## WHAT TO PRODUCE
Give, as a bare number, the count of lines below that contain "INTEGER".

(Stored items)

_ _ _ _ _

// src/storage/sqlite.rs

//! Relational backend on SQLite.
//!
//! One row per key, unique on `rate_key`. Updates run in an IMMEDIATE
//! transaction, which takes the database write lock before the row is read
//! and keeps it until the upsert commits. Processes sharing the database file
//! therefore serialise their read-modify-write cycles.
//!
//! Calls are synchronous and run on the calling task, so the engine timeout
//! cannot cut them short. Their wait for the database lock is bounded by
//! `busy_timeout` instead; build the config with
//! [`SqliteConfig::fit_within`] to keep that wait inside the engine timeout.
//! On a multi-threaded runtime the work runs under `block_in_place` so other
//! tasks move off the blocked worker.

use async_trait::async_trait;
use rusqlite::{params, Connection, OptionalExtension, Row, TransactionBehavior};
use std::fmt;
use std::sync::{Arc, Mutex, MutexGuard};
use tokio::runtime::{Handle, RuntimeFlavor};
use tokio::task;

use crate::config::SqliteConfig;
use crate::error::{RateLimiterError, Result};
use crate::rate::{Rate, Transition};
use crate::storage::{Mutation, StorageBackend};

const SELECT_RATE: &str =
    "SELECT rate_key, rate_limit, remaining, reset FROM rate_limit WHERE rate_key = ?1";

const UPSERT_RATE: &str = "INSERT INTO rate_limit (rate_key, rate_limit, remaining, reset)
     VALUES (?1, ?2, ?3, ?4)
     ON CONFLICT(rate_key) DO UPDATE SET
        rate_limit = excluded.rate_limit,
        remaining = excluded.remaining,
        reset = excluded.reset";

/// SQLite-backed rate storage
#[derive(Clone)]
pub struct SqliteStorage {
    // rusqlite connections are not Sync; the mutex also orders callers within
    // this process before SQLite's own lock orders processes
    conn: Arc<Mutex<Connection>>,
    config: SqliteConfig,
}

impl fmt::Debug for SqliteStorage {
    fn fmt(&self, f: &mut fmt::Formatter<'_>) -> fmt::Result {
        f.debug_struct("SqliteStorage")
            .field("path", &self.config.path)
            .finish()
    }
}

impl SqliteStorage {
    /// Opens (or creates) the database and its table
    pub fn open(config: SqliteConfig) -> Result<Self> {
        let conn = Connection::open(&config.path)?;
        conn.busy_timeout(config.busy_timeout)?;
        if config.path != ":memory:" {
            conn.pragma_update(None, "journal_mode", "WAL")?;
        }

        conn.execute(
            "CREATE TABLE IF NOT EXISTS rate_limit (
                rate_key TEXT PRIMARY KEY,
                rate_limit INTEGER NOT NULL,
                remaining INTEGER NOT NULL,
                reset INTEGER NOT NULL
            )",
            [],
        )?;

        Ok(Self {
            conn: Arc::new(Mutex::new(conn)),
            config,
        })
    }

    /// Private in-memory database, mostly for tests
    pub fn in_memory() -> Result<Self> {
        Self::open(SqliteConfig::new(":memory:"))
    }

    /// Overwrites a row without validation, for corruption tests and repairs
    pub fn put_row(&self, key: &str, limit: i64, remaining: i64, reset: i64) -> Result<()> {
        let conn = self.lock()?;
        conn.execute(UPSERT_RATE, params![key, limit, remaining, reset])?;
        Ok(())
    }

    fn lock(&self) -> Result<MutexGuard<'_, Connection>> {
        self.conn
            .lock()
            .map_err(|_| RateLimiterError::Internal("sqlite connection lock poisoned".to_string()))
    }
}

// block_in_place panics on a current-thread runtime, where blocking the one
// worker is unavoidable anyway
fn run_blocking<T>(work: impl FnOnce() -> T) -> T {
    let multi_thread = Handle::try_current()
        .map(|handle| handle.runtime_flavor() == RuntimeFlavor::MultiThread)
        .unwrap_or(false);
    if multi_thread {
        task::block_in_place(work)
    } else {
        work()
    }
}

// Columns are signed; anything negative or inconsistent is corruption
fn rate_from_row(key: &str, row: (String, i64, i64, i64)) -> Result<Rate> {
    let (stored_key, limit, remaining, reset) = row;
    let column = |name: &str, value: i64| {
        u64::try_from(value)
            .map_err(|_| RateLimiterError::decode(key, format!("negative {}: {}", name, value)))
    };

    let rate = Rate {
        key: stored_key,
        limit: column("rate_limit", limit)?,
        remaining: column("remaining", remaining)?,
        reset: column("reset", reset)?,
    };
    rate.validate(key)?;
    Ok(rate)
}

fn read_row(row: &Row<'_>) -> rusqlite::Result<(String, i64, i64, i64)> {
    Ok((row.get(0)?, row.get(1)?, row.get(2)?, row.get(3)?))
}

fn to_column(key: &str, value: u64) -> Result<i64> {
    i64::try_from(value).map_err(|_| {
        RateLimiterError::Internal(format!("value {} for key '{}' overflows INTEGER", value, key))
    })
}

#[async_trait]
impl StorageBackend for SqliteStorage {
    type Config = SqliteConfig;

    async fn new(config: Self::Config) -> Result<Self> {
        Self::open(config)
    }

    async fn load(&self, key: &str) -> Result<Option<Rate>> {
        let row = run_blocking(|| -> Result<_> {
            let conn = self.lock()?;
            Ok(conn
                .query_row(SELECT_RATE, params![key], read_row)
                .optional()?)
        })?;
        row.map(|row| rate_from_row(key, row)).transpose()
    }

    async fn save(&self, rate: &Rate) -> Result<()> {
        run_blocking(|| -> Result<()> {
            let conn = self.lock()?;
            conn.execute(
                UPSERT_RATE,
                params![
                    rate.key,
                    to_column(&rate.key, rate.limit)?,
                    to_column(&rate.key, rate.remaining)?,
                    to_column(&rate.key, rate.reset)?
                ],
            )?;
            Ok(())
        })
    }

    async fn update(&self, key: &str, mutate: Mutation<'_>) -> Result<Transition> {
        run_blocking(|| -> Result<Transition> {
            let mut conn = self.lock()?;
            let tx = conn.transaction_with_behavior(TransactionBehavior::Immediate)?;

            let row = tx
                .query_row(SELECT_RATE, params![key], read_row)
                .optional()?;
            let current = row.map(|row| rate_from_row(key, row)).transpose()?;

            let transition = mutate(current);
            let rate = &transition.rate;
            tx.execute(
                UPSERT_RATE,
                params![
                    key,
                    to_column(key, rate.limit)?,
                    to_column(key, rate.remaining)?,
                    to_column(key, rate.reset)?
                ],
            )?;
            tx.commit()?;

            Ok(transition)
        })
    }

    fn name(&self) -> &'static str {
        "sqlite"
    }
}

_ _ _ _ _

## RESPONSE TO THE TASK
4